I run deseq2 on it with mixed success. My design formula looks like this:

ddstc <- DESeqDataSet(se,~Genotype + SA.treatment + Genotype:SA.treatment)
ddstc <- DESeq(ddstc_universal, test="LRT", reduced = ~Genotype + SA.treatment)

If I look at the pvalue histograms of the individual comparisons, I see, that things are not going all right, here an example pvalue histogramm:

(I switched the filters off, cause there is a heave expression induction upon treatment, and the filter filter all of these)

res <- results(ddstc, name='Genotype_dsr_vs_jc66', test='Wald', independentFiltering = F, cooksCutoff = F) 

hist(res$pvalue, col = "lavender", main = n, xlab = "p-values")

I found that this could be cause by the Wald test and I can run a false discovery rate correction, like explained here:

http://www-huber.embl.de/users/klaus/Teaching/DESeq2Predoc2014.html#inspection-and-correction-of-pvalues

and it indeed improves my pvalue histogram and i can add a corrected adjusted pvalue (not perfect, but already a lot better):

res <- res[ !is.na(res$padj), ]
res <- res[ !is.na(res$pvalue), ]
res <- res[, -which(names(res) == "padj")]
FDR.res <- fdrtool(res$stat, statistic= "normal", plot = T)
FDR.res$param[1, "sd"]
res[,"padj"]  <- p.adjust(FDR.res$pval, method = "BH")

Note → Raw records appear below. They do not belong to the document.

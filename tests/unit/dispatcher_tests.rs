//! Unit tests for inbound control request dispatch.

use std::collections::BTreeMap;
use std::sync::Arc;
use std::time::Duration;

use serde_json::{json, Value};

use agent_conduit::control::{
    can_use_tool, hook_callback, Dispatcher, HookMatcher, HookRegistry, PermissionDecision,
};
use agent_conduit::mcp::{handler_server, McpBridge, McpServer};
use agent_conduit::protocol::envelope::{ControlResponse, HookEvent, OUTBOUND_ONLY_SUBTYPES};
use agent_conduit::AppError;

fn dispatcher(
    permission: Option<agent_conduit::control::CanUseTool>,
    hooks: Arc<HookRegistry>,
) -> Dispatcher {
    Dispatcher::new("s1", permission, hooks, BTreeMap::new())
}

fn success_payload(response: ControlResponse) -> Value {
    match response {
        ControlResponse::Success { response, .. } => response.expect("payload"),
        ControlResponse::Error { error, .. } => panic!("expected success, got error: {error}"),
    }
}

fn error_message(response: ControlResponse) -> String {
    match response {
        ControlResponse::Error { error, .. } => error,
        ControlResponse::Success { response, .. } => {
            panic!("expected error, got success: {response:?}")
        }
    }
}

// ── can_use_tool ─────────────────────────────────────────────────────────────

/// Without a callback every tool use is allowed, answered for the same id.
#[tokio::test]
async fn permission_defaults_to_allow() {
    let d = dispatcher(None, Arc::new(HookRegistry::new()));

    let response = d
        .dispatch(
            "req_7".into(),
            json!({"subtype":"can_use_tool","tool_name":"Bash","input":{"command":"ls"}}),
        )
        .await;

    assert_eq!(response.request_id(), "req_7");
    assert_eq!(
        serde_json::to_value(&response).expect("serialize"),
        json!({"subtype":"success","request_id":"req_7","response":{"behavior":"allow"}})
    );
}

/// The callback sees the request fields and its decision is forwarded.
#[tokio::test]
async fn permission_callback_decision_is_forwarded() {
    let callback = can_use_tool(|tool, input, ctx| async move {
        assert_eq!(tool, "Write");
        assert_eq!(input, json!({"path":"/etc/passwd"}));
        assert_eq!(ctx.blocked_path.as_deref(), Some("/etc/passwd"));
        assert_eq!(ctx.tool_use_id.as_deref(), Some("tu_1"));
        assert_eq!(ctx.suggestions.as_ref().map(Vec::len), Some(1));
        Ok(PermissionDecision::Deny {
            message: "outside workspace".into(),
            interrupt: true,
        })
    });
    let d = dispatcher(Some(callback), Arc::new(HookRegistry::new()));

    let response = d
        .dispatch(
            "r".into(),
            json!({
                "subtype": "can_use_tool",
                "tool_name": "Write",
                "input": {"path": "/etc/passwd"},
                "blocked_path": "/etc/passwd",
                "tool_use_id": "tu_1",
                "permission_suggestions": [{"type": "addRules"}]
            }),
        )
        .await;

    assert_eq!(
        success_payload(response),
        json!({"behavior":"deny","message":"outside workspace","interrupt":true})
    );
}

/// A failing callback becomes an error response carrying its message.
#[tokio::test]
async fn permission_callback_error_becomes_error_response() {
    let callback = can_use_tool(|_, _, _| async {
        Err(AppError::Callback("policy store offline".into()))
    });
    let d = dispatcher(Some(callback), Arc::new(HookRegistry::new()));

    let response = d
        .dispatch("r".into(), json!({"subtype":"can_use_tool","tool_name":"Bash"}))
        .await;

    assert_eq!(error_message(response), "policy store offline");
}

/// A panicking callback is contained and answered with an error.
#[tokio::test]
async fn panicking_callback_becomes_error_response() {
    let callback = can_use_tool(|tool, _, _| async move {
        assert!(tool.is_empty(), "boom");
        Ok(PermissionDecision::allow())
    });
    let d = dispatcher(Some(callback), Arc::new(HookRegistry::new()));

    let response = d
        .dispatch("r".into(), json!({"subtype":"can_use_tool","tool_name":"Bash"}))
        .await;

    assert!(error_message(response).contains("boom"));
    assert_eq!(d.inflight_len(), 0);
}

/// `control_cancel_request` reaches the callback's signal.
#[tokio::test]
async fn cancel_signals_inflight_callback() {
    let callback = can_use_tool(|_, _, ctx| async move {
        ctx.signal.cancelled().await;
        Ok(PermissionDecision::deny("cancelled"))
    });
    let d = Arc::new(dispatcher(Some(callback), Arc::new(HookRegistry::new())));

    let task = {
        let d = Arc::clone(&d);
        tokio::spawn(async move {
            d.dispatch("slow".into(), json!({"subtype":"can_use_tool","tool_name":"Bash"}))
                .await
        })
    };
    tokio::time::sleep(Duration::from_millis(30)).await;

    assert!(d.cancel("slow"));
    assert!(!d.cancel("other"));

    let response = tokio::time::timeout(Duration::from_secs(2), task)
        .await
        .expect("callback must observe cancellation")
        .expect("join");
    assert_eq!(response.request_id(), "slow");
    assert_eq!(
        success_payload(response),
        json!({"behavior":"deny","message":"cancelled"})
    );
}

/// A reused request id keeps the newer dispatch cancellable after the older
/// one finishes.
#[tokio::test]
async fn reused_request_id_keeps_newer_dispatch_cancellable() {
    let gate = Arc::new(tokio::sync::Notify::new());
    let release = Arc::clone(&gate);
    let callback = can_use_tool(move |tool, _, ctx| {
        let gate = Arc::clone(&gate);
        async move {
            if tool == "Gated" {
                gate.notified().await;
                return Ok(PermissionDecision::allow());
            }
            ctx.signal.cancelled().await;
            Ok(PermissionDecision::deny("cancelled"))
        }
    });
    let d = Arc::new(dispatcher(Some(callback), Arc::new(HookRegistry::new())));

    let spawn = |tool: &'static str| {
        let d = Arc::clone(&d);
        tokio::spawn(async move {
            d.dispatch("dup".into(), json!({"subtype":"can_use_tool","tool_name":tool}))
                .await
        })
    };
    let older = spawn("Gated");
    tokio::time::sleep(Duration::from_millis(20)).await;
    let newer = spawn("Waiting");
    tokio::time::sleep(Duration::from_millis(20)).await;

    release.notify_one();
    let first = tokio::time::timeout(Duration::from_secs(2), older)
        .await
        .expect("gated callback must finish")
        .expect("join");
    assert_eq!(success_payload(first), json!({"behavior":"allow"}));
    assert_eq!(d.inflight_len(), 1);

    assert!(d.cancel("dup"));
    let second = tokio::time::timeout(Duration::from_secs(2), newer)
        .await
        .expect("newer callback must observe cancellation")
        .expect("join");
    assert_eq!(
        success_payload(second),
        json!({"behavior":"deny","message":"cancelled"})
    );
    assert_eq!(d.inflight_len(), 0);
}

// ── hook_callback ────────────────────────────────────────────────────────────

/// An unregistered callback id fails open with `{"continue": true}`.
#[tokio::test]
async fn unknown_hook_continues() {
    let d = dispatcher(None, Arc::new(HookRegistry::new()));

    let response = d
        .dispatch(
            "h".into(),
            json!({"subtype":"hook_callback","callback_id":"hook_99","input":{}}),
        )
        .await;

    assert_eq!(success_payload(response), json!({"continue": true}));
}

/// A registered hook receives its input and tool-use id.
#[tokio::test]
async fn registered_hook_result_is_forwarded() {
    let hooks = Arc::new(HookRegistry::new());
    let mut matchers = BTreeMap::new();
    matchers.insert(
        HookEvent::PreToolUse,
        vec![HookMatcher::new(vec![hook_callback(|input, tool_use_id, _| async move {
            Ok(json!({"seen": input, "tool_use_id": tool_use_id}))
        })])
        .with_matcher("Bash")],
    );
    let wire = hooks.register_matchers(&matchers);
    let id = wire[&HookEvent::PreToolUse][0].hook_callback_ids[0].clone();
    let d = dispatcher(None, Arc::clone(&hooks));

    let response = d
        .dispatch(
            "h".into(),
            json!({"subtype":"hook_callback","callback_id":id,"input":{"x":1},"tool_use_id":"tu"}),
        )
        .await;

    assert_eq!(
        success_payload(response),
        json!({"seen": {"x": 1}, "tool_use_id": "tu"})
    );
}

/// Registering again under the same id replaces the handler.
#[tokio::test]
async fn reregistering_hook_overwrites() {
    let hooks = Arc::new(HookRegistry::new());
    hooks.register("hook_0", hook_callback(|_, _, _| async { Ok(json!({"v": 1})) }));
    hooks.register("hook_0", hook_callback(|_, _, _| async { Ok(json!({"v": 2})) }));
    let d = dispatcher(None, Arc::clone(&hooks));

    let response = d
        .dispatch(
            "h".into(),
            json!({"subtype":"hook_callback","callback_id":"hook_0","input":{}}),
        )
        .await;

    assert_eq!(hooks.len(), 1);
    assert_eq!(success_payload(response), json!({"v": 2}));
}

// ── acknowledgements and errors ──────────────────────────────────────────────

#[tokio::test]
async fn inbound_initialize_and_interrupt_are_acknowledged() {
    let d = dispatcher(None, Arc::new(HookRegistry::new()));
    for subtype in ["initialize", "interrupt"] {
        let response = d
            .dispatch(subtype.into(), json!({ "subtype": subtype }))
            .await;
        assert_eq!(success_payload(response), json!({}), "{subtype}");
    }
}

/// Outbound-only subtypes received inbound are acknowledged with `{}`.
/// This mirrors the agent's own passthrough; it is not an endorsement.
#[tokio::test]
async fn outbound_only_subtypes_received_inbound_are_passthrough_acknowledged() {
    let d = dispatcher(None, Arc::new(HookRegistry::new()));
    for subtype in OUTBOUND_ONLY_SUBTYPES {
        let response = d
            .dispatch((*subtype).into(), json!({ "subtype": subtype }))
            .await;
        assert_eq!(response.request_id(), *subtype);
        assert_eq!(success_payload(response), json!({}), "{subtype}");
    }
}

#[tokio::test]
async fn unknown_subtype_is_named_in_error() {
    let d = dispatcher(None, Arc::new(HookRegistry::new()));

    let response = d
        .dispatch("u".into(), json!({"subtype":"teleport"}))
        .await;

    assert_eq!(
        error_message(response),
        "Unsupported control request subtype: teleport"
    );
}

#[tokio::test]
async fn missing_subtype_is_an_error() {
    let d = dispatcher(None, Arc::new(HookRegistry::new()));
    let response = d.dispatch("u".into(), json!({"tool_name":"Bash"})).await;
    assert!(error_message(response).contains("subtype"));
}

// ── mcp_message ──────────────────────────────────────────────────────────────

#[tokio::test]
async fn mcp_message_for_unknown_server_is_an_error() {
    let d = dispatcher(None, Arc::new(HookRegistry::new()));

    let response = d
        .dispatch(
            "m".into(),
            json!({"subtype":"mcp_message","server_name":"ghost","message":{"jsonrpc":"2.0","id":1,"method":"tools/list"}}),
        )
        .await;

    assert_eq!(error_message(response), "server not found: ghost");
}

/// A request to a registered server is wrapped as `{"mcp_response": …}`.
#[tokio::test]
async fn mcp_message_is_routed_to_the_bridge() {
    let server: Arc<dyn McpServer> = Arc::new(handler_server(|message: Value| async move {
        let id = message.get("id").cloned()?;
        Some(json!({"jsonrpc":"2.0","id":id,"result":{"tools":[]}}))
    }));
    let bridge = Arc::new(McpBridge::new("calc", server));
    bridge.connect().expect("connect");
    let mut bridges = BTreeMap::new();
    bridges.insert("calc".to_owned(), bridge);
    let d = Dispatcher::new("s1", None, Arc::new(HookRegistry::new()), bridges);

    let response = d
        .dispatch(
            "m".into(),
            json!({"subtype":"mcp_message","server_name":"calc","message":{"jsonrpc":"2.0","id":5,"method":"tools/list"}}),
        )
        .await;

    assert_eq!(
        success_payload(response),
        json!({"mcp_response": {"jsonrpc":"2.0","id":5,"result":{"tools":[]}}})
    );
}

hist(FDR.res$pval, col = "royalblue4",main = paste0(n,' - corrected'), xlab = "CORRECTED p-values")

This is all fine and good, but can I apply the same technique for the whole time course experiment?

I took the time course workflow from the RNAseq workflow:

https://www.bioconductor.org/help/workflows/rnaseqGene/#time-course-experiments

resTC <- results(ddsTC)
betas <- coef(ddstc) %>% na.omit()
colnames(betas)
topGenes <- head(order(resTC$padj),40)
mat <- betas[topGenes, -c(1)]
thr <- 3
mat[mat < -thr] <- -thr
mat[mat > thr] <- thr
pheatmap(mat, breaks=seq(from=-thr, to=thr, length=101),
         cluster_col=FALSE)

If I understand it correctly, it takes the results of the last resultsName, and identifies the most significant genes, by ordering them with their adjusted pvalue (which is the same in all results, as it's globally Hochberg corrected). Then extracting the coefficients for these genes and plotting it into a heatmap.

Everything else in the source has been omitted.